8Le processus adolescent est un passage qui ne s’effectue pas de façon linéaire, « le narcissisme le disputant constamment au pubertaire, à l’occasion de relations conflictuelles dont l’issue est incertaine » [1]. Lorsque cette « expérience transformationnelle » (Bollas, 1989) est en souffrance, plusieurs hypothèses sont proposées : cassure du développement (Laufer, 1984), résurgences des failles narcissiques précoces (Cahn, 1991), tension entre dépendance affective non résolue et prise d’autonomie (Jeammet, 2000), négativité spécifique où s’intriquent masochisme et narcissisme (Green 1990, Richard 2002), souffrance dans l’accès à la génitalisation du corps et de la psyché (Marty, 2002).
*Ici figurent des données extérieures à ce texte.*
//! Joint normal-Wishart prior over K Gaussians sharing one precision
#[cfg(feature = "serde1")]
use serde::{Deserialize, Serialize};

use crate::consts::HALF_LN_2PI;
use crate::dist::normal_wishart::check_kappa;
use crate::dist::{
    GaussianError, GaussianWithPrecision, MvStudentT, Wishart, WishartError,
};
use crate::error::Error;
use crate::impl_display;
use crate::misc::{invpd, quad_form};
use crate::stats::impl_statistics;
use crate::traits::*;
use nalgebra::{DMatrix, DVector};
use rand::Rng;
use std::fmt;

/// K Gaussians N(μₖ, Λ⁻¹) with a shared precision
///
/// Observations are labeled, `(k, x)`, and scored under the k-th mean.
#[derive(Debug, Clone, PartialEq)]
pub struct TiedGaussians {
    components: Vec<GaussianWithPrecision>,
}

impl TiedGaussians {
    pub fn new(
        mus: Vec<DVector<f64>>,
        lmbda: DMatrix<f64>,
    ) -> Result<Self, GaussianError> {
        let components = mus
            .into_iter()
            .map(|mu| GaussianWithPrecision::new(mu, lmbda.clone()))
            .collect::<Result<Vec<_>, _>>()?;
        Ok(TiedGaussians { components })
    }

    /// Number of tied components
    #[inline]
    pub fn k(&self) -> usize {
        self.components.len()
    }

    #[inline]
    pub fn components(&self) -> &[GaussianWithPrecision] {
        &self.components
    }

    pub fn mus(&self) -> Vec<DVector<f64>> {
        self.components.iter().map(|g| g.mu().clone()).collect()
    }

    /// The shared precision, or `None` when there are no components
    pub fn lmbda(&self) -> Option<&DMatrix<f64>> {
        self.components.first().map(|g| g.lmbda())
    }
}

impl From<&TiedGaussians> for String {
    fn from(tg: &TiedGaussians) -> String {
        format!("TiedGaussians(k: {})", tg.k())
    }
}

impl_display!(TiedGaussians);

impl HasDensity<(usize, DVector<f64>)> for TiedGaussians {
    fn ln_f(&self, (k, x): &(usize, DVector<f64>)) -> f64 {
        self.components
            .get(*k)
            .map_or(f64::NEG_INFINITY, |g| g.ln_f(x))
    }
}

/// Joint prior over K means and one shared precision:
///
/// Λ ~ W(ψ, ν),  μₖ | Λ ~ N(mₖ, (κₖΛ)⁻¹) independently
///
/// # Example
///
/// ```
/// use nalgebra::{DMatrix, DVector};
/// use dpmoe::prelude::*;
///
/// let prior = TiedNormalWisharts::new(
///     vec![DVector::zeros(2); 3],
///     DVector::from_element(3, 0.1),
///     DMatrix::identity(2, 2),
///     4.0,
/// ).unwrap();
///
/// let xs = vec![(1, DVector::from_row_slice(&[1.0, -1.0])); 5];
/// let post = prior.posterior(&prior.suffstat(xs.iter().map(|x| (x, 1.0)))).unwrap();
///
/// // only the second mean moves
/// assert_eq!(post.mus()[0], DVector::zeros(2));
/// assert!((post.mus()[1][0] - 5.0 / 5.1).abs() < 1e-12);
/// assert_eq!(post.nu(), 9.0);
/// ```
#[derive(Debug, Clone, PartialEq)]
#[cfg_attr(feature = "serde1", derive(Serialize, Deserialize))]
#[cfg_attr(feature = "serde1", serde(try_from = "TiedNormalWishartsParameters"))]
#[cfg_attr(feature = "serde1", serde(into = "TiedNormalWishartsParameters"))]
pub struct TiedNormalWisharts {
    mus: Vec<DVector<f64>>,
    kappas: DVector<f64>,
    wishart: Wishart,
}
9Comment comprendre que des éléments en apparence anodins puissent conduire à une telle radicalité ? La vulnérabilité de certains adolescents à ce qui devrait précisément être structurant et leur permettre de réaménager une distance moins défensive aux objets, s’explique selon les auteurs par cet échec d’élaboration du seuil pubertaire, cet impossible accès à d’autres investissements. Si l’adolescent se trouve prisonnier dans cette « impasse au génital » (Marty, 2001), il peut donner à ces « petits riens du quotidien » une dimension tragique, à la mesure de son intolérance à la discontinuité. La souffrance dans la transaction narcissique peut devenir tellement insoutenable que l’atteinte au corps apparaît comme l’ultime délivrance, comme si la violence du réel était seule susceptible de donner le sentiment d’exister vraiment.

10« La condensation du trauma archaïque (la perte d’amour de la part de l’objet), du trauma œdipien (mélange d’excès d’excitation pulsionnelle et d’échec dans la tentative de conquête amoureuse) et de la recherche narcissique de l’excitation traumatique, engendre le masochisme spécifique de l’adolescence » [2]. Le masochisme est en effet constitutif du narcissisme (Green, 1990) à travers ces recours à l’acte qui entravent le franchissement du seuil pubertaire. La violence agie s’inscrit comme une protection contre la menace d’effondrement psychique que représente le risque d’être transformé par l’Autre : plutôt agir que d’être agi nous dit le suicidant. Ces défenses auto et hétéro agressives permettent le passage de la position passive à la position active, comme si la violence du réel permettait de ressentir le sentiment d’exister vraiment.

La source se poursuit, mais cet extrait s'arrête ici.